Goal of the exercise ▸ Below are records; output exactly the lines from the one with "if let Ok(mut" through their final line.
START Data under study
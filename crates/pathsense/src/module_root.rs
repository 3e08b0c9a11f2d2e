//
// module_root.rs
//
// Dependency-root discovery and builtin module names for module specifiers
//

use std::path::{Path, PathBuf};
use std::sync::{Arc, OnceLock};
use std::time::Duration;

use anyhow::{anyhow, Result};
use tokio::process::Command;
use tokio::task::JoinHandle;

/// Modules supplied by the Node.js runtime
pub const BUILTIN_MODULES: &[&str] = &[
    "assert",
    "async_hooks",
    "buffer",
    "child_process",
    "cluster",
    "console",
    "constants",
    "crypto",
    "dgram",
    "diagnostics_channel",
    "dns",
    "domain",
    "events",
    "fs",
    "http",
    "http2",
    "https",
    "inspector",
    "module",
    "net",
    "os",
    "path",
    "perf_hooks",
    "process",
    "punycode",
    "querystring",
    "readline",
    "repl",
    "stream",
    "string_decoder",
    "timers",
    "tls",
    "trace_events",
    "tty",
    "url",
    "util",
    "v8",
    "vm",
    "wasi",
    "worker_threads",
    "zlib",
];

/// Upper bound for the package-manager query
const ROOT_QUERY_TIMEOUT: Duration = Duration::from_secs(10);

/// Write-once cache of the dependency root directory.
///
/// Empty until [`ModuleRootResolver::activate`] succeeds; readers never block
/// and see "no dependency root" until then.
#[derive(Debug, Default)]
pub struct ModuleRootResolver {
    root: OnceLock<PathBuf>,
}

impl ModuleRootResolver {
    pub fn new() -> Self {
        Self::default()
    }

    /// A resolver with a known root, skipping the package-manager query
    pub fn with_root(root: impl Into<PathBuf>) -> Self {
        let resolver = Self::new();
        let _ = resolver.root.set(root.into());
        resolver
    }

    pub fn root(&self) -> Option<&Path> {
        self.root.get().map(PathBuf::as_path)
    }

    pub fn builtin_modules(&self) -> &'static [&'static str] {
        BUILTIN_MODULES
    }

    /// Query `package_manager root` in `working_dir` and cache the result.
    ///
    /// Failures are logged and leave the cache empty.
    pub async fn activate(&self, package_manager: &str, working_dir: Option<&Path>) {
        if self.root.get().is_some() {
            return;
        }
        match query_dependency_root(package_manager, working_dir).await {
            Ok(root) => {
                log::info!("Dependency root: {}", root.display());
                let _ = self.root.set(root);
            }
            Err(e) => {
                log::warn!("Dependency root discovery failed: {}", e);
            }
        }
    }

    /// Run [`activate`](Self::activate) on the current tokio runtime.
    ///
    /// Returns `None` outside a runtime; the cache then stays empty.
    pub fn spawn_activation(
        self: &Arc<Self>,
        package_manager: String,
        working_dir: Option<PathBuf>,
    ) -> Option<JoinHandle<()>> {
        let handle = match tokio::runtime::Handle::try_current() {
            Ok(handle) => handle,
            Err(_) => {
                log::warn!("No tokio runtime; skipping dependency root discovery");
                return None;
            }
        };
        let resolver = Arc::clone(self);
        Some(handle.spawn(async move {
            resolver
                .activate(&package_manager, working_dir.as_deref())
                .await;
        }))
    }
}

async fn query_dependency_root(package_manager: &str, working_dir: Option<&Path>) -> Result<PathBuf> {
    let program = which::which(package_manager)
        .map_err(|e| anyhow!("{} not found on PATH: {}", package_manager, e))?;

    let mut cmd = Command::new(program);
    cmd.arg("root");
    if let Some(wd) = working_dir {
        cmd.current_dir(wd);
    }
    cmd.stdin(std::process::Stdio::null())
        .stdout(std::process::Stdio::piped())
        .stderr(std::process::Stdio::piped())
        .kill_on_drop(true);

    let child = cmd
        .spawn()
        .map_err(|e| anyhow!("Failed to spawn {}: {e}", package_manager))?;
    let output = match tokio::time::timeout(ROOT_QUERY_TIMEOUT, child.wait_with_output()).await {
        Ok(result) => result.map_err(|e| anyhow!("Failed to run {}: {e}", package_manager))?,
        Err(_) => {
            return Err(anyhow!(
                "{} root timed out after {:?}",
                package_manager,
                ROOT_QUERY_TIMEOUT
            ));
        }
    };

    if !output.status.success() {
        let stderr = String::from_utf8_lossy(&output.stderr);
        return Err(anyhow!(
            "{} root failed with status {}: {}",
            package_manager,
            output.status,
            stderr.trim()
        ));
    }

    parse_root_output(&String::from_utf8_lossy(&output.stdout))
}

/// Take the first non-empty line of the package-manager output as an
/// absolute path.
pub fn parse_root_output(output: &str) -> Result<PathBuf> {
    let line = output
        .lines()
        .map(str::trim)
        .find(|line| !line.is_empty())
        .ok_or_else(|| anyhow!("empty output"))?;

    let path = PathBuf::from(line);
    if !path.is_absolute() {
        return Err(anyhow!("not an absolute path: {}", line));
    }
    Ok(crate::search_path::normalize_path(&path).unwrap_or(path))
}
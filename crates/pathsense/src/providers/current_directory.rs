//
// providers/current_directory.rs
//
// Suggestions from the edited file's own directory
//
// Serves quoted literals that do not contain a separator yet, e.g. the empty
// literal in `import fs from ''`.
//

use async_trait::async_trait;

use crate::extract::{open_string_literal, unescape_quotes};
use crate::format::{FormattedSuggestion, Formatter, RawListing};
use crate::request::Request;
use crate::scope::ScopeSelector;

use super::{list_or_empty, PathProvider};

pub struct CurrentDirectoryProvider {
    selector: ScopeSelector,
    formatter: Formatter,
}

impl CurrentDirectoryProvider {
    pub const ID: &'static str = "current-directory";
    pub const PRIORITY: i32 = 1;

    pub fn new() -> Self {
        Self {
            selector: ScopeSelector::parse(".string.quoted, .string.template"),
            formatter: Formatter::Default,
        }
    }

    /// Content of the open literal before the cursor, if it has no separator
    fn literal_content(request: &Request) -> Option<(String, char)> {
        let prefix = request.line_prefix();
        let (start, quote) = open_string_literal(&prefix)?;
        let content = unescape_quotes(&prefix[start..]);
        if content.contains('/') {
            return None;
        }
        Some((content, quote))
    }
}

impl Default for CurrentDirectoryProvider {
    fn default() -> Self {
        Self::new()
    }
}

#[async_trait]
impl PathProvider for CurrentDirectoryProvider {
    fn id(&self) -> &'static str {
        Self::ID
    }

    fn priority(&self) -> i32 {
        Self::PRIORITY
    }

    fn scope_selector(&self) -> &ScopeSelector {
        &self.selector
    }

    fn can_resolve(&self, request: &Request) -> bool {
        request.file_dir().is_some() && Self::literal_content(request).is_some()
    }

    async fn resolve(&self, request: &Request) -> anyhow::Result<Vec<FormattedSuggestion>> {
        let (Some(dir), Some((typed, quote))) = (request.file_dir(), Self::literal_content(request))
        else {
            return Ok(Vec::new());
        };

        let entries = list_or_empty(dir, None).await;
        Ok(self.formatter.format(&RawListing {
            directory: Some(dir.to_path_buf()),
            typed,
            quote: Some(quote),
            entries,
        }))
    }
}
//
// providers/module_specifier.rs
//
// Suggestions for bare module specifiers in import/require calls and AMD
// dependency arrays: runtime builtins plus packages under the dependency root.
//

use std::path::PathBuf;
use std::sync::{Arc, Mutex};

use async_trait::async_trait;
use tokio::task::JoinHandle;

use crate::enumerate::{sort_entries, EntryKind, RawSuggestion};
use crate::extract::{extract_tokens, PathToken, PatternKind};
use crate::format::{FormattedSuggestion, Formatter, RawListing};
use crate::module_root::ModuleRootResolver;
use crate::request::Request;
use crate::scope::ScopeSelector;

use super::{list_or_empty, PathProvider};

/// Files offered inside packages
const MODULE_EXTENSIONS: &[&str] = &[".js", ".mjs", ".cjs", ".json", ".node", ".ts"];

pub struct ModuleSpecifierProvider {
    selector: ScopeSelector,
    formatter: Formatter,
    resolver: Arc<ModuleRootResolver>,
    activation: Mutex<Option<JoinHandle<()>>>,
}

impl ModuleSpecifierProvider {
    pub const ID: &'static str = "module-specifier";
    pub const PRIORITY: i32 = 3;

    /// Create the provider and start dependency-root discovery in the
    /// background. Requests made before discovery finishes see builtins only.
    pub fn new(package_manager: &str, working_dir: Option<PathBuf>) -> Self {
        let resolver = Arc::new(ModuleRootResolver::new());
        let activation = resolver.spawn_activation(package_manager.to_string(), working_dir);
        Self {
            activation: Mutex::new(activation),
            ..Self::with_resolver(resolver)
        }
    }

    /// Create the provider around an existing resolver, without discovery
    pub fn with_resolver(resolver: Arc<ModuleRootResolver>) -> Self {
        Self {
            selector: ScopeSelector::parse(
                ".source.js .string, .source.ts .string, .source.tsx .string",
            ),
            formatter: Formatter::ModuleSpecifier,
            resolver,
            activation: Mutex::new(None),
        }
    }

    pub fn resolver(&self) -> &ModuleRootResolver {
        &self.resolver
    }

    /// The bare specifier under the cursor, if any
    fn specifier(request: &Request) -> Option<PathToken> {
        let line = request.line_text();
        let cursor = request.cursor_byte();
        [PatternKind::ModuleSpecifier, PatternKind::ArrayLiteral]
            .into_iter()
            .flat_map(|kind| extract_tokens(kind, &line, cursor))
            .find(|token| is_bare_specifier(&token.text))
    }

    async fn builtins_and_packages(&self) -> (Option<PathBuf>, Vec<RawSuggestion>) {
        let mut entries: Vec<RawSuggestion> = self
            .resolver
            .builtin_modules()
            .iter()
            .map(|name| RawSuggestion::new(EntryKind::BuiltinModule, *name))
            .collect();

        let root = self.resolver.root().map(PathBuf::from);
        if let Some(root) = &root {
            entries.extend(
                list_or_empty(root, Some(MODULE_EXTENSIONS))
                    .await
                    .into_iter()
                    .filter(|e| !e.is_parent() && !e.entry.starts_with('.')),
            );
        } else {
            log::trace!("No dependency root yet; offering builtins only");
        }

        sort_entries(&mut entries);
        (root, entries)
    }

    async fn package_contents(&self, package_dir: &str) -> (Option<PathBuf>, Vec<RawSuggestion>) {
        let Some(root) = self.resolver.root() else {
            return (None, Vec::new());
        };
        let dir = root.join(package_dir);
        let entries = list_or_empty(&dir, Some(MODULE_EXTENSIONS))
            .await
            .into_iter()
            .filter(|e| !e.is_parent())
            .collect();
        (Some(dir), entries)
    }
}

/// Non-empty and neither relative nor rooted
fn is_bare_specifier(text: &str) -> bool {
    !text.is_empty() && !text.starts_with('.') && !text.starts_with('/')
}

#[async_trait]
impl PathProvider for ModuleSpecifierProvider {
    fn id(&self) -> &'static str {
        Self::ID
    }

    fn priority(&self) -> i32 {
        Self::PRIORITY
    }

    fn scope_selector(&self) -> &ScopeSelector {
        &self.selector
    }

    fn can_resolve(&self, request: &Request) -> bool {
        Self::specifier(request).is_some()
    }

    async fn resolve(&self, request: &Request) -> anyhow::Result<Vec<FormattedSuggestion>> {
        let Some(token) = Self::specifier(request) else {
            return Ok(Vec::new());
        };

        let (directory, entries) = match token.text.rfind('/') {
            Some(idx) => self.package_contents(&token.text[..idx]).await,
            None => self.builtins_and_packages().await,
        };

        Ok(self.formatter.format(&RawListing {
            directory,
            typed: token.text,
            quote: token.quote,
            entries,
        }))
    }

    fn dispose(&self) {
        if let Ok(mut activation) = self.activation.lock() {
            if let Some(handle) = activation.take() {
                handle.abort();
            }
        }
    }
}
END Data under study
Task result ▸
        if let Ok(mut activation) = self.activation.lock() {
            if let Some(handle) = activation.take() {
                handle.abort();
            }
        }
    }
}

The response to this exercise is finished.